ABOUT THIS EXERCISE: Word for word, transcribe the data below from the line with "auto_scroll: defaults.auto_scroll &&" to the line with "let view = TerminalView::new(&document, bar.clone());", keeping both of those lines.

EXERCISE DATA:
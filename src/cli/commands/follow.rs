//! Follow command implementation.
//!
//! Runs a wall-clock player against the transcript and prints highlight
//! changes as they happen. Commands are read from stdin, one per line.

use super::{load_transcript, parse_time};
use crate::cli::output::content_preview;
use crate::cli::Output;
use crate::config::Settings;
use crate::session::{LyricsSession, PlayerEvent};
use crate::sync::{LyricsView, Player, SyncOptions};
use crate::transcript::{Document, TimeCode};
use anyhow::Result;
use console::style;
use indicatif::ProgressBar;
use std::time::Duration;
use tokio::io::{AsyncBufReadExt, BufReader};
use tokio::time::Instant;
use tracing::debug;

/// Playback keeps running this long after the last line starts.
const TAIL: Duration = Duration::from_secs(3);

/// Rows shown on each side of a centered line.
const CONTEXT_ROWS: usize = 1;

/// Player driven by the wall clock instead of decoded audio.
#[derive(Debug)]
pub(crate) struct ClockPlayer {
    /// Position when the clock was last started or moved.
    base: TimeCode,
    /// When the clock was last started, if running.
    started: Option<Instant>,
}

impl ClockPlayer {
    pub fn new() -> Self {
        Self {
            base: TimeCode::ZERO,
            started: None,
        }
    }
}

impl Default for ClockPlayer {
    fn default() -> Self {
        Self::new()
    }
}

impl Player for ClockPlayer {
    fn play(&mut self) {
        if self.started.is_none() {
            self.started = Some(Instant::now());
        }
    }

    fn pause(&mut self) {
        self.base = self.current_time();
        self.started = None;
    }

    fn seek(&mut self, to: TimeCode) {
        self.base = to;
        if self.started.is_some() {
            self.started = Some(Instant::now());
        }
    }

    fn current_time(&self) -> TimeCode {
        let elapsed = self
            .started
            .map_or(0, |at| u64::try_from(at.elapsed().as_millis()).unwrap_or(u64::MAX));
        TimeCode::from_millis(self.base.as_millis().saturating_add(elapsed))
    }

    fn is_playing(&self) -> bool {
        self.started.is_some()
    }
}

/// Prints highlight changes above a progress bar.
pub(crate) struct TerminalView {
    rows: Vec<String>,
    bar: ProgressBar,
}

impl TerminalView {
    fn new(document: &Document, bar: ProgressBar) -> Self {
        let rows = document
            .lines
            .iter()
            .map(|line| {
                format!(
                    "{} {}",
                    line.label.as_deref().unwrap_or("--:--"),
                    line.text.replace('\n', " / ")
                )
            })
            .collect();
        Self { rows, bar }
    }

    fn row(&self, line: usize) -> &str {
        self.rows.get(line).map_or("", String::as_str)
    }
}

impl LyricsView for TerminalView {
    fn highlight(&mut self, line: usize) {
        self.bar
            .println(format!("{} {}", style(">").green().bold(), style(self.row(line)).bold()));
    }

    fn unhighlight(&mut self, line: usize) {
        debug!("Unhighlight line {}", line);
    }

    fn scroll_to_center(&mut self, line: usize) {
        let first = line.saturating_sub(CONTEXT_ROWS);
        let last = (line + CONTEXT_ROWS).min(self.rows.len().saturating_sub(1));
        for idx in (first..=last).filter(|&i| i != line) {
            let marker = if idx < line { "^" } else { "v" };
            self.bar
                .println(format!("  {} {}", style(marker).dim(), style(self.row(idx)).dim()));
        }
    }
}

/// A line typed on stdin.
#[derive(Debug, Clone, Copy, PartialEq, Eq)]
enum FollowCommand {
    Play,
    Pause,
    Seek(TimeCode),
    Line(usize),
    Quit,
}

fn parse_command(input: &str) -> Option<FollowCommand> {
    if input.trim().is_empty() {
        return input.contains(' ').then_some(FollowCommand::Pause);
    }

    let mut parts = input.split_whitespace();
    let command = parts.next()?.to_lowercase();
    let argument = parts.next();

    match (command.as_str(), argument) {
        ("p" | "play", None) => Some(FollowCommand::Play),
        ("pause", None) => Some(FollowCommand::Pause),
        ("s" | "seek", Some(time)) => time.parse().ok().map(FollowCommand::Seek),
        ("l" | "line", Some(line)) => line.parse().ok().map(FollowCommand::Line),
        ("q" | "quit", None) => Some(FollowCommand::Quit),
        _ => None,
    }
}

/// Run the follow command.
pub async fn run_follow(
    file: &str,
    sentence: bool,
    no_scroll: bool,
    start: Option<&str>,
    settings: &Settings,
) -> Result<()> {
    let loaded = load_transcript(file, settings)?;
    let document = loaded.document.clone();

    if !document.is_synchronizable() {
        Output::warning("Nothing to follow: the transcript has no timed lines");
        return Ok(());
    }

    let defaults = settings.sync_options();
    let options = SyncOptions {
        auto_scroll: defaults.auto_scroll && !no_scroll,
        sentence_mode: defaults.sentence_mode || sentence,
    };
    let start = start.map(parse_time).transpose()?;

    let end = document
        .duration()
        .unwrap_or(TimeCode::ZERO)
        .as_millis()
        .saturating_add(TAIL.as_millis() as u64);
    let bar = Output::playback_bar(end);
    let view = TerminalView::new(&document, bar.clone());

    let mut session = LyricsSession::open(
        document,
        loaded.media_directive(),
        loaded.base_dir(),
        options,
        ClockPlayer::new(),
        view,
    )
    .await;

    if let Some(notice) = session.notice() {
        bar.finish_and_clear();
        Output::warning(notice);
        Output::info("Synchronization is disabled for this transcript");
        return Ok(());
    }

    if let Some(media) = session.media() {
        Output::kv("Media", &format!("{} ({})", media.title(), media.kind));
    }
    Output::info(
        "Commands: p = play, pause = pause, s <time> = seek, l <n> = jump to line, q = quit",
    );

    if let Some(at) = start {
        session.handle(PlayerEvent::Seek(at));
    }
    session.handle(PlayerEvent::Play);

    let mut ticker =
        tokio::time::interval(Duration::from_millis(settings.playback.tick_interval_ms));
    let mut stdin = BufReader::new(tokio::io::stdin()).lines();
    let mut stdin_open = true;

    loop {
        tokio::select! {
            _ = ticker.tick() => {
                let now = session.player().current_time();
                session.handle(PlayerEvent::Tick(now));

                bar.set_position(now.as_millis().min(end));
                let status = if session.player().is_playing() { "" } else { " (paused)" };
                let active = session
                    .active_lines()
                    .first()
                    .map(|&l| content_preview(&session.document().lines[l].text, 40))
                    .unwrap_or_default();
                bar.set_message(format!("{}{} {}", now, status, active));

                if now.as_millis() >= end {
                    break;
                }
                if !stdin_open && !session.player().is_playing() {
                    bar.println("Paused with no input left to resume");
                    break;
                }
            }
            line = stdin.next_line(), if stdin_open => {
                let Some(line) = line? else {
                    stdin_open = false;
                    continue;
                };
                match parse_command(&line) {
                    Some(FollowCommand::Play) => {
                        session.handle(PlayerEvent::Play);
                    }
                    Some(FollowCommand::Pause) => {
                        session.handle(PlayerEvent::Pause);
                    }
                    Some(FollowCommand::Seek(at)) => {
                        session.handle(PlayerEvent::Seek(at));
                    }
                    Some(FollowCommand::Line(idx)) => {
                        session.handle(PlayerEvent::SeekToLine(idx));
                    }
                    Some(FollowCommand::Quit) => break,
                    None => bar.println(format!(
                        "{} unknown command: {}",
                        style(">>").yellow(),
                        line.trim()
                    )),
                }
            }
        }
    }

    session.handle(PlayerEvent::Teardown);
    bar.finish_and_clear();
    Output::success(&format!("Stopped at {}", session.player().current_time()));

    Ok(())
}

#[cfg(test)]
mod tests {
    use super::*;

    #[test]
    fn test_parse_command() {
        assert_eq!(parse_command("p"), Some(FollowCommand::Play));
        assert_eq!(parse_command("PLAY"), Some(FollowCommand::Play));
        assert_eq!(parse_command(" "), Some(FollowCommand::Pause));
        assert_eq!(parse_command("pause"), Some(FollowCommand::Pause));
        assert_eq!(
            parse_command("s 01:30"),
            Some(FollowCommand::Seek(TimeCode::from_millis(90_000)))
        );
        assert_eq!(parse_command("l 3"), Some(FollowCommand::Line(3)));
        assert_eq!(parse_command("q"), Some(FollowCommand::Quit));
        assert_eq!(parse_command(""), None);
        assert_eq!(parse_command("s"), None);
        assert_eq!(parse_command("s later"), None);
        assert_eq!(parse_command("dance"), None);
    }

    #[test]
    fn test_clock_player_paused() {
        let mut player = ClockPlayer::new();
        assert!(!player.is_playing());

        player.seek(TimeCode::from_millis(4000));
        assert_eq!(player.current_time(), TimeCode::from_millis(4000));
        assert!(!player.is_playing());
    }

    #[tokio::test]
    async fn test_clock_player_advances_while_playing() {
        let mut player = ClockPlayer::new();
        player.seek(TimeCode::from_millis(1000));
        player.play();
        tokio::time::sleep(Duration::from_millis(30)).await;

        let running = player.current_time();
        assert!(running >= TimeCode::from_millis(1030));

        player.pause();
        let paused = player.current_time();
        assert!(paused >= running);
        tokio::time::sleep(Duration::from_millis(20)).await;
        assert_eq!(player.current_time(), paused);
    }

    #[test]
    fn test_terminal_view_rows() {
        let doc = crate::transcript::parse_document("[00:01]a\nb\n[00:02]c");
        let view = TerminalView::new(&doc, ProgressBar::hidden());
        assert_eq!(view.row(0), "00:01 a / b");
        assert_eq!(view.row(5), "");
    }
}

ANSWER TO THIS PROBLEM:
        auto_scroll: defaults.auto_scroll && !no_scroll,
        sentence_mode: defaults.sentence_mode || sentence,
    };
    let start = start.map(parse_time).transpose()?;

    let end = document
        .duration()
        .unwrap_or(TimeCode::ZERO)
        .as_millis()
        .saturating_add(TAIL.as_millis() as u64);
    let bar = Output::playback_bar(end);
    let view = TerminalView::new(&document, bar.clone());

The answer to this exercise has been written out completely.